[SOURCE DATA — start]

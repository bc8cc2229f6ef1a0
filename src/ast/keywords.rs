//! Keyword literals.
//!
//! These are process-wide statics. Expressions hold `&'static Keyword`
//! references to them, they never bind a parameter and they render the same
//! text in every context.

use crate::serializer::{SqlBuilder, StatementType, ToSql};

#[derive(Debug, PartialEq, Eq)]
pub struct Keyword {
    text: &'static str,
    values_only: bool,
}

impl Keyword {
    pub const fn text(&self) -> &'static str {
        self.text
    }

    /// Whether the keyword is only valid among INSERT/UPDATE values.
    pub const fn values_only(&self) -> bool {
        self.values_only
    }
}

pub static NULL: Keyword = Keyword {
    text: "NULL",
    values_only: false,
};

pub static STAR: Keyword = Keyword {
    text: "*",
    values_only: false,
};

/// Use the column default. Valid in `INSERT ... VALUES` rows and `UPDATE ... SET`.
pub static DEFAULT: Keyword = Keyword {
    text: "DEFAULT",
    values_only: true,
};

impl ToSql for Keyword {
    fn serialize(&self, statement: StatementType, out: &mut SqlBuilder<'_>) {
        if self.values_only && !statement.allows_default() {
            out.fail_unsupported(self.text, statement);
        }
        out.write(self.text);
    }
}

[SOURCE DATA — finish]

The answer is the records above restated word for word from their opening line through the line that holds "fn serialize(&self, statement: StatementType, out: &mut", both included, and nothing else.

» EXERCISE RESULT
repository bc8cc2229f6ef1a0
filename src/ast/keywords.rs
//! Keyword literals.
//!
//! These are process-wide statics. Expressions hold `&'static Keyword`
//! references to them, they never bind a parameter and they render the same
//! text in every context.

use crate::serializer::{SqlBuilder, StatementType, ToSql};

#[derive(Debug, PartialEq, Eq)]
pub struct Keyword {
    text: &'static str,
    values_only: bool,
}

impl Keyword {
    pub const fn text(&self) -> &'static str {
        self.text
    }

    /// Whether the keyword is only valid among INSERT/UPDATE values.
    pub const fn values_only(&self) -> bool {
        self.values_only
    }
}

pub static NULL: Keyword = Keyword {
    text: "NULL",
    values_only: false,
};

pub static STAR: Keyword = Keyword {
    text: "*",
    values_only: false,
};

/// Use the column default. Valid in `INSERT ... VALUES` rows and `UPDATE ... SET`.
pub static DEFAULT: Keyword = Keyword {
    text: "DEFAULT",
    values_only: true,
};

impl ToSql for Keyword {
    fn serialize(&self, statement: StatementType, out: &mut SqlBuilder<'_>) {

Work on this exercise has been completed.